A renewed focus on hydrocarbons by major fossil fuel players is a “blip” that won’t derail their longer-term energy transition agenda – but represents a “very, very challenging message” for oil companies “that have lost control of the narrative”, said the CEO of global engineering giant Worley.

Chris Ashton claimed recent announcements by European oil & gas groups over higher relative investment levels in their core business compared to areas such as renewables shouldn’t be taken as a sign that the low-carbon shift is going into reverse.

“In the scheme of things, it’s a blip,” Ashton told Recharge in an interview, saying short-term decisions based on soaring fossil fuel prices would not change the longer-term trajectory towards lowering carbon.

“Speaking to a range of oil and gas companies, a range of big miners, a range of chemicals [companies], I’m not seeing any indication of them backing away from their transition, their strategic pivot,” said the Worley CEO, whose 50-000-strong global team works across the energy sector from upstream hydrocarbons to pioneering floating wind projects.

Oil majors including BP and Shell have been in the headlines in recent weeks over their commitment to the energy transition. Ashton said that while “we can’t transition without the oil and gas companies making a profit”, recent shifts in emphasis represent “a very, very challenging message for the oil companies to manage”.

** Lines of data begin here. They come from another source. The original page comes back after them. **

//! Module discovery under an installation root.
//!
//! Modules live in `<installation root>/modules/`, one directory per
//! module, each carrying a `manifest.toml`. Entries without a manifest
//! and entries whose manifest fails to parse are skipped with a warning;
//! when two entries claim the same id, the first one scanned stays.

use crate::error::FrameworkResult;
use crate::manifest::ModuleManifest;
use std::path::{Path, PathBuf};
use tracing::{debug, warn};

/// Name of the directory scanned for modules under the installation root.
pub const MODULES_DIR: &str = "modules";

/// Information about a discovered module.
#[derive(Debug, Clone)]
pub struct ModulePath {
    /// Path to the module directory.
    pub path: PathBuf,

    /// Parsed manifest.
    pub manifest: ModuleManifest,
}

impl ModulePath {
    /// Get the module ID.
    pub fn id(&self) -> &str {
        &self.manifest.module.id
    }

    /// Get the module name.
    pub fn name(&self) -> &str {
        &self.manifest.module.name
    }

    /// Get the module version.
    pub fn version(&self) -> &str {
        &self.manifest.module.version
    }
}

/// Discover all modules under an installation root.
///
/// An installation without a `modules/` directory is an empty, still
/// valid container. A `modules/` directory that exists but cannot be
/// read is an error.
pub fn discover_modules(installation_root: &Path) -> FrameworkResult<Vec<ModulePath>> {
    let modules_dir = installation_root.join(MODULES_DIR);
    if !modules_dir.is_dir() {
        debug!("No modules directory at {:?}", modules_dir);
        return Ok(Vec::new());
    }

    let mut modules: Vec<ModulePath> = Vec::new();
    for entry in std::fs::read_dir(&modules_dir)? {
        let path = entry?.path();
        if !path.is_dir() {
            continue;
        }

        let module = match load_module(&path) {
            Some(module) => module,
            None => continue,
        };

        if let Some(existing) = modules.iter().find(|m| m.id() == module.id()) {
            warn!(
                "Module id {} at {:?} already provided by {:?}, keeping the first",
                module.id(),
                module.path,
                existing.path
            );
            continue;
        }

        debug!(
            "Discovered module {} v{} at {:?}",
            module.name(),
            module.version(),
            module.path
        );
        modules.push(module);
    }

    debug!("Discovered {} modules under {:?}", modules.len(), modules_dir);
    Ok(modules)
}

/// Read one module directory, or `None` if it holds no usable manifest.
fn load_module(path: &Path) -> Option<ModulePath> {
    let manifest_path = path.join("manifest.toml");
    if !manifest_path.exists() {
        debug!("Skipping {:?}: no manifest.toml", path);
        return None;
    }

    match ModuleManifest::from_file(&manifest_path) {
        Ok(manifest) => Some(ModulePath {
            path: path.to_path_buf(),
            manifest,
        }),
        Err(e) => {
            warn!("Skipping {:?}: {}", path, e);
            None
        }
    }
}
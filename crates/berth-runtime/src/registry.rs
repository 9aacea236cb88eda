//! The container's service registry.
//!
//! The registry records the modules installed into a running container and
//! the applications the host has bound by name. A shared handle to it is
//! the primary capability surface handed out at startup.

use crate::discovery::ModulePath;
use crate::error::{FrameworkError, FrameworkResult};
use std::collections::HashMap;
use std::sync::{Arc, RwLock};
use tracing::info;

/// Opaque shared reference to a running container's service registry.
pub type RegistryHandle = Arc<ServiceRegistry>;

/// An application that can be run inside the container.
///
/// The selection of which application to run comes from the launch argument
/// vector; implementations come from the host. `run` returns the raw
/// completion code, with zero meaning success by convention.
pub trait Application: Send + Sync {
    fn run(&self) -> i32;
}

/// Information about an installed module.
#[derive(Debug, Clone)]
pub struct ModuleInfo {
    pub id: String,
    pub name: String,
    pub version: String,
    pub path: std::path::PathBuf,
}

impl From<&ModulePath> for ModuleInfo {
    fn from(module: &ModulePath) -> Self {
        Self {
            id: module.id().to_string(),
            name: module.name().to_string(),
            version: module.version().to_string(),
            path: module.path.clone(),
        }
    }
}

#[derive(Default)]
struct RegistryInner {
    modules: Vec<ModuleInfo>,
    applications: HashMap<String, Arc<dyn Application>>,
}

/// Registry of installed modules and bound applications.
pub struct ServiceRegistry {
    inner: RwLock<RegistryInner>,
}

impl ServiceRegistry {
    /// Create a new empty registry.
    pub fn new() -> Self {
        Self {
            inner: RwLock::new(RegistryInner::default()),
        }
    }

    fn read(&self) -> std::sync::RwLockReadGuard<'_, RegistryInner> {
        self.inner.read().unwrap_or_else(|e| e.into_inner())
    }

    fn write(&self) -> std::sync::RwLockWriteGuard<'_, RegistryInner> {
        self.inner.write().unwrap_or_else(|e| e.into_inner())
    }

    /// Install a discovered module.
    pub fn install_module(&self, module: &ModulePath) {
        let info = ModuleInfo::from(module);
        info!("Installed module: {} v{}", info.name, info.version);
        self.write().modules.push(info);
    }

    /// Get all installed modules.
    pub fn modules(&self) -> Vec<ModuleInfo> {
        self.read().modules.clone()
    }

    /// Get an installed module by ID.
    pub fn module(&self, id: &str) -> Option<ModuleInfo> {
        self.read().modules.iter().find(|m| m.id == id).cloned()
    }

    /// Get the number of installed modules.
    pub fn module_count(&self) -> usize {
        self.read().modules.len()
    }

    /// Bind an application under a name.
    pub fn register_application(
        &self,
        id: impl Into<String>,
        application: Arc<dyn Application>,
    ) -> FrameworkResult<()> {
        let id = id.into();
        let mut inner = self.write();

        if inner.applications.contains_key(&id) {
            return Err(FrameworkError::InvalidDirective(format!(
                "Application '{}' is already registered",
                id
            )));
        }

        info!("Registered application: {}", id);
        inner.applications.insert(id, application);
        Ok(())
    }

    /// Look up a bound application by name.
    pub fn application(&self, id: &str) -> Option<Arc<dyn Application>> {
        self.read().applications.get(id).cloned()
    }

    /// Drop all modules and applications. Called on container shutdown so a
    /// leaked handle observes an emptied registry rather than stale state.
    pub(crate) fn clear(&self) {
        let mut inner = self.write();
        inner.modules.clear();
        inner.applications.clear();
    }
}

impl Default for ServiceRegistry {
    fn default() -> Self {
        Self::new()
    }
}
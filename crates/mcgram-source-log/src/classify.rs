//! Log line classification: which lines are worth relaying, and how to
//! rewrite them for a public audience.

use std::sync::LazyLock;

use chrono::NaiveTime;
use regex::Regex;

/// Only main-thread info lines are candidates (unless allow-listed).
pub const SERVER_INFO_MARKER: &str = "] [Server thread/INFO]";

/// Substrings that make a line relayable regardless of anything else.
pub const ALLOW_LIST: &[&str] = &["has made the advancement", "[Async Chat Thread"];

/// Substrings that suppress an otherwise relayable server line.
pub const DENY_LIST: &[&str] = &[
    // command echoes
    "issued server command: /me",
    "issued server command: /tell",
    "issued server command: /help",
    "issued server command: /w",
    "issued server command: /msg",
    // startup
    "Preparing spawn area",
    "Preparing start",
    "Time elapsed:",
    "permissions.yml",
    // plugin banners
    "[TabTPS]",
    "[BlueMap]",
    "[spark]",
    "[MoonriseCommon]",
    "[ChunkTaskScheduler]",
    "Paper:",
    "[SpigotLibraryLoader]",
    // join/leave
    " left the game",
    " logged in with entity id",
    "lost connection",
    // performance
    "Can't keep up! Is the server overloaded?",
    "moved too quickly",
    "Skipping update ",
    // our own relay traffic
    "[Telegram]",
    "[Hibernate]",
    "RCON",
];

/// Remnant of an ANSI reset sequence whose escape byte was already dropped.
const ANSI_RESET_REMNANT: &str = "[m";

static HEADER_RE: LazyLock<Regex> = LazyLock::new(|| {
    Regex::new(r"^\[\d+:\d+:\d+\] \[[^\]]+\]:\s+").expect("static header regex must compile")
});

static HEADER_PARTS_RE: LazyLock<Regex> = LazyLock::new(|| {
    Regex::new(r"^\[(\d+):(\d+):(\d+)\] \[([^\]]+)\]:")
        .expect("static header regex must compile")
});

static IP_TAG_RE: LazyLock<Regex> = LazyLock::new(|| {
    Regex::new(r"\[/\d+\.\d+\.\d+\.\d+:\d+\]").expect("static ip regex must compile")
});

/// Decide whether a raw log line should be relayed to chat.
pub fn should_emit(line: &str) -> bool {
    if ALLOW_LIST.iter().any(|s| line.contains(s)) {
        return true;
    }
    if !line.contains(SERVER_INFO_MARKER) {
        return false;
    }
    !DENY_LIST.iter().any(|s| line.contains(s))
}

/// Rewrite a relayable line into its public form.
///
/// Strips the `[H:MM:SS] [thread]: ` header, every `[/a.b.c.d:port]` tag and
/// every `[m` remnant. Rewrites repeat until the text is stable, so
/// `clean(clean(x)) == clean(x)`.
pub fn clean(line: &str) -> String {
    let mut current = clean_once(line);
    loop {
        let next = clean_once(&current);
        if next == current {
            return current;
        }
        current = next;
    }
}

fn clean_once(line: &str) -> String {
    let without_header = HEADER_RE.replace(line, "");
    let without_ip = IP_TAG_RE.replace_all(&without_header, "");
    without_ip.replace(ANSI_RESET_REMNANT, "")
}

/// Extract the timestamp and thread tag from a line's header, if it has one.
pub fn parse_header(line: &str) -> (Option<NaiveTime>, Option<&str>) {
    let Some(caps) = HEADER_PARTS_RE.captures(line) else {
        return (None, None);
    };
    let field = |i: usize| caps.get(i).and_then(|m| m.as_str().parse::<u32>().ok());
    let timestamp = match (field(1), field(2), field(3)) {
        (Some(h), Some(m), Some(s)) => NaiveTime::from_hms_opt(h, m, s),
        _ => None,
    };
    let thread = caps.get(4).map(|m| m.as_str());
    (timestamp, thread)
}
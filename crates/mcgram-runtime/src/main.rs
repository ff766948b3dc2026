//! mcgram: Minecraft server <-> Telegram group bridge.
//! Single-process binary: log relay, title updater and chat forwarding.

use clap::Parser;

mod bridge;
mod cli;
mod config;
mod console;
mod daemon;
mod error;
mod log_loop;
mod presence;
mod repl;
#[cfg(test)]
mod test_support;
mod title_loop;
mod updates;

#[tokio::main]
async fn main() -> anyhow::Result<()> {
    let args = cli::Cli::parse();

    match args.command {
        cli::Command::Run(opts) => {
            let filter = std::env::var("MCGRAM_LOG")
                .or_else(|_| std::env::var("RUST_LOG"))
                .unwrap_or_else(|_| "info".to_string());
            tracing_subscriber::fmt()
                .with_env_filter(tracing_subscriber::EnvFilter::new(filter))
                .init();

            tracing::info!("mcgram starting");

            let config = config::BridgeConfig::from_opts(opts)?;
            daemon::run_daemon(config).await?;
        }
        cli::Command::Rcon(opts) => {
            tokio::task::spawn_blocking(move || repl::cmd_rcon(&opts)).await??;
        }
    }

    Ok(())
}
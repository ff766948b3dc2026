//! Error types for the chat surface.

use std::time::Duration;

use thiserror::Error;

#[derive(Debug, Error)]
pub enum ChatError {
    #[error("rate limited by chat api, retry after {retry_after:?}")]
    RateLimited { retry_after: Duration },

    #[error("chat api error {code}: {description}")]
    Api { code: u16, description: String },

    #[error("chat api transport error: {0}")]
    Transport(#[source] reqwest::Error),

    #[error("failed to decode chat api response: {0}")]
    Decode(String),
}

impl ChatError {
    /// Server-provided backoff hint, if any.
    pub fn retry_after(&self) -> Option<Duration> {
        match self {
            Self::RateLimited { retry_after } => Some(*retry_after),
            _ => None,
        }
    }

    /// The API refused because the target already has the requested value.
    pub fn is_not_modified(&self) -> bool {
        matches!(self, Self::Api { code: 400, description } if description.contains("not modified"))
    }

    /// Strip the request URL (it embeds the bot token) before wrapping.
    pub(crate) fn transport(err: reqwest::Error) -> Self {
        Self::Transport(err.without_url())
    }
}
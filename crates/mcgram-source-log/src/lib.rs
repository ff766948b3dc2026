//! mcgram-source-log: game server log source.
//! Tails the server's log file across rotation, keeps the chat-worthy
//! lines, and assembles them into size-bounded text batches.

pub mod classify;
pub mod source;
pub mod watcher;

pub use classify::{clean, should_emit};
pub use source::{BatchOutcome, assemble};
pub use watcher::{LogLine, LogTailer, TailCursor, TailState};
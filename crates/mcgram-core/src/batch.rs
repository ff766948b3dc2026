//! Outbound text batches built from classified log lines.

use std::fmt;

/// Batches shorter than this are noise and are never sent.
pub const MIN_BATCH_CHARS: usize = 3;

/// Batches longer than this would hit chat message limits (or spam the chat).
pub const MAX_BATCH_CHARS: usize = 1024;

/// Ordered, cleaned lines destined for a single chat message.
///
/// Length is measured in Unicode scalar values, each line counting its
/// trailing newline.
#[derive(Debug, Clone, Default, PartialEq, Eq)]
pub struct TextBatch {
    lines: Vec<String>,
}

/// Why a batch was discarded.
#[derive(Debug, Clone, Copy, PartialEq, Eq)]
pub enum BatchRejection {
    TooShort { len: usize },
    TooLong { len: usize },
}

impl fmt::Display for BatchRejection {
    fn fmt(&self, f: &mut fmt::Formatter<'_>) -> fmt::Result {
        match self {
            Self::TooShort { len } => write!(f, "batch too short ({len} < {MIN_BATCH_CHARS})"),
            Self::TooLong { len } => write!(f, "batch too long ({len} > {MAX_BATCH_CHARS})"),
        }
    }
}

impl TextBatch {
    pub fn lines(&self) -> &[String] {
        &self.lines
    }

    pub fn char_len(&self) -> usize {
        self.lines.iter().map(|l| l.chars().count() + 1).sum()
    }

    /// Check the size bounds. A batch is accepted or rejected as a whole.
    pub fn check_bounds(&self) -> Result<(), BatchRejection> {
        let len = self.char_len();
        if len < MIN_BATCH_CHARS {
            return Err(BatchRejection::TooShort { len });
        }
        if len > MAX_BATCH_CHARS {
            return Err(BatchRejection::TooLong { len });
        }
        Ok(())
    }

    /// Message text: every line followed by a newline.
    pub fn text(&self) -> String {
        let mut out = String::with_capacity(self.char_len());
        for line in &self.lines {
            out.push_str(line);
            out.push('\n');
        }
        out
    }
}

impl<S: Into<String>> FromIterator<S> for TextBatch {
    fn from_iter<I: IntoIterator<Item = S>>(iter: I) -> Self {
        Self {
            lines: iter.into_iter().map(Into::into).collect(),
        }
    }
}
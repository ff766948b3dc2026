//! Fakes shared by the runtime's unit tests.

use std::collections::{HashMap, VecDeque};
use std::sync::Mutex;
use std::sync::atomic::{AtomicUsize, Ordering};

use async_trait::async_trait;
use mcgram_rcon::{ConsoleCommandRunner, RconError};
use mcgram_telegram::{ChatError, ChatId, ChatSurface};

fn unreachable_error() -> RconError {
    RconError::ConnectFailed {
        addr: "127.0.0.1:25575".into(),
        source: std::io::Error::from(std::io::ErrorKind::ConnectionRefused),
    }
}

/// Scripted console. Scripted answers are consumed first (`None` = connection
/// refused), then fixed replies per command, then an empty response.
#[derive(Default)]
pub struct FakeConsole {
    replies: HashMap<String, String>,
    script: Mutex<VecDeque<Option<String>>>,
    unreachable: bool,
    commands: Mutex<Vec<String>>,
}

impl FakeConsole {
    pub fn new() -> Self {
        Self::default()
    }

    pub fn unreachable() -> Self {
        Self {
            unreachable: true,
            ..Self::default()
        }
    }

    pub fn with_reply(mut self, command: &str, reply: &str) -> Self {
        self.replies.insert(command.to_string(), reply.to_string());
        self
    }

    pub fn with_script(self, answers: &[Option<&str>]) -> Self {
        *self.script.lock().expect("lock") =
            answers.iter().map(|a| a.map(String::from)).collect();
        self
    }

    pub fn commands(&self) -> Vec<String> {
        self.commands.lock().expect("lock").clone()
    }
}

impl ConsoleCommandRunner for FakeConsole {
    fn run(&self, command: &str) -> Result<String, RconError> {
        self.commands.lock().expect("lock").push(command.to_string());
        if let Some(answer) = self.script.lock().expect("lock").pop_front() {
            return answer.ok_or_else(unreachable_error);
        }
        if self.unreachable {
            return Err(unreachable_error());
        }
        Ok(self.replies.get(command).cloned().unwrap_or_default())
    }
}

#[derive(Debug, Clone, PartialEq, Eq)]
pub enum ChatCall {
    Text(ChatId, String),
    Reply(ChatId, String),
    Title(ChatId, String),
    Delete(ChatId, i64),
}

/// Records every chat call. Title pushes can be made to fail.
#[derive(Default)]
pub struct SpyChat {
    calls: Mutex<Vec<ChatCall>>,
    failing_titles: AtomicUsize,
}

impl SpyChat {
    pub fn new() -> Self {
        Self::default()
    }

    /// Fail the next `n` title pushes with a transient API error.
    pub fn fail_next_titles(&self, n: usize) {
        self.failing_titles.store(n, Ordering::SeqCst);
    }

    pub fn calls(&self) -> Vec<ChatCall> {
        self.calls.lock().expect("lock").clone()
    }

    pub fn titles(&self) -> Vec<String> {
        self.calls()
            .into_iter()
            .filter_map(|c| match c {
                ChatCall::Title(_, t) => Some(t),
                _ => None,
            })
            .collect()
    }

    pub fn texts(&self) -> Vec<String> {
        self.calls()
            .into_iter()
            .filter_map(|c| match c {
                ChatCall::Text(_, t) => Some(t),
                _ => None,
            })
            .collect()
    }

    pub fn replies(&self) -> Vec<String> {
        self.calls()
            .into_iter()
            .filter_map(|c| match c {
                ChatCall::Reply(_, t) => Some(t),
                _ => None,
            })
            .collect()
    }

    fn record(&self, call: ChatCall) {
        self.calls.lock().expect("lock").push(call);
    }
}

#[async_trait]
impl ChatSurface for SpyChat {
    async fn send_text(&self, chat: ChatId, text: &str) -> Result<(), ChatError> {
        self.record(ChatCall::Text(chat, text.to_string()));
        Ok(())
    }

    async fn reply(&self, chat: ChatId, text: &str) -> Result<(), ChatError> {
        self.record(ChatCall::Reply(chat, text.to_string()));
        Ok(())
    }

    async fn set_title(&self, chat: ChatId, title: &str) -> Result<(), ChatError> {
        let failing = self
            .failing_titles
            .fetch_update(Ordering::SeqCst, Ordering::SeqCst, |n| n.checked_sub(1))
            .is_ok();
        if failing {
            return Err(ChatError::Api {
                code: 500,
                description: "Internal Server Error".into(),
            });
        }
        self.record(ChatCall::Title(chat, title.to_string()));
        Ok(())
    }

    async fn delete_message(&self, chat: ChatId, message_id: i64) -> Result<(), ChatError> {
        self.record(ChatCall::Delete(chat, message_id));
        Ok(())
    }
}
//! Source RCON packet framing.
//!
//! Layout (all integers little-endian):
//!
//! ```text
//! i32 length | i32 request id | i32 type | body | 0x00 | 0x00
//! ```
//!
//! `length` counts everything after itself.

use std::io::{self, Read, Write};

pub const PACKET_LOGIN: i32 = 3;
pub const PACKET_COMMAND: i32 = 2;
pub const PACKET_AUTH_RESPONSE: i32 = 2;
pub const PACKET_RESPONSE_VALUE: i32 = 0;

/// Largest command body the server accepts.
pub const MAX_COMMAND_BYTES: usize = 1446;

/// Largest response body the server sends in one frame.
pub const MAX_RESPONSE_BYTES: usize = 4096;

/// Request id + type.
const HEADER_LEN: usize = 8;
/// Body terminator + empty string terminator.
const PADDING_LEN: usize = 2;
const MIN_FRAME_LEN: usize = HEADER_LEN + PADDING_LEN;
const MAX_FRAME_LEN: usize = MIN_FRAME_LEN + MAX_RESPONSE_BYTES;

#[derive(Debug, Clone, PartialEq, Eq)]
pub struct Packet {
    pub request_id: i32,
    pub kind: i32,
    pub body: Vec<u8>,
}

impl Packet {
    pub fn new(request_id: i32, kind: i32, body: impl Into<Vec<u8>>) -> Self {
        Self {
            request_id,
            kind,
            body: body.into(),
        }
    }

    /// Serialize including the leading length field.
    pub fn encode(&self) -> Vec<u8> {
        let frame_len = MIN_FRAME_LEN + self.body.len();
        let mut buf = Vec::with_capacity(4 + frame_len);
        buf.extend_from_slice(&(frame_len as i32).to_le_bytes());
        buf.extend_from_slice(&self.request_id.to_le_bytes());
        buf.extend_from_slice(&self.kind.to_le_bytes());
        buf.extend_from_slice(&self.body);
        buf.extend_from_slice(&[0, 0]);
        buf
    }

    /// Body decoded as UTF-8, invalid sequences replaced.
    pub fn body_text(&self) -> String {
        String::from_utf8_lossy(&self.body).into_owned()
    }
}

pub fn write_packet<W: Write>(writer: &mut W, packet: &Packet) -> io::Result<()> {
    writer.write_all(&packet.encode())?;
    writer.flush()
}

/// Read exactly one frame. Malformed frames surface as `InvalidData`.
pub fn read_packet<R: Read>(reader: &mut R) -> io::Result<Packet> {
    let mut len_buf = [0u8; 4];
    reader.read_exact(&mut len_buf)?;
    let frame_len = i32::from_le_bytes(len_buf);

    let frame_len = usize::try_from(frame_len)
        .ok()
        .filter(|len| (MIN_FRAME_LEN..=MAX_FRAME_LEN).contains(len))
        .ok_or_else(|| {
            io::Error::new(
                io::ErrorKind::InvalidData,
                format!("frame length {frame_len} out of range"),
            )
        })?;

    let mut frame = vec![0u8; frame_len];
    reader.read_exact(&mut frame)?;

    let request_id = i32::from_le_bytes([frame[0], frame[1], frame[2], frame[3]]);
    let kind = i32::from_le_bytes([frame[4], frame[5], frame[6], frame[7]]);
    let body_end = frame_len - PADDING_LEN;
    if frame[body_end..] != [0, 0] {
        return Err(io::Error::new(
            io::ErrorKind::InvalidData,
            "frame is missing its terminating nulls",
        ));
    }
    let body = frame[HEADER_LEN..body_end].to_vec();

    Ok(Packet {
        request_id,
        kind,
        body,
    })
}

Ashton added that the fossil majors “have lost control of the narrative” [around their transition plans] . “This doesn’t help them take back control.”

Airbus an example

The Worley CEO spoke after the Australia-headquartered group hosted a seminar in London on the direction of the energy transition, including the need to balance ensuring community buy-in to project development with the rapid progress required to hit net zero goals.

Ashton said new models of distributed manufacturing could help to endure that more regions felt they were gaining industrial benefits from the transition.

He cited the example of Airbus, the pan-European aerospace giant which operates in multiple countries with elements of the aircraft made in each.

“We have to see organisations invest in distributed manufacturing,” said Ashton.

“Airbus as a concept brought multiple countries together, multiple elements of the supply chain, common goals.

“I think there’s a similar opportunity to align supply chains with distributed manufacturing in its construct but bring them together differently.”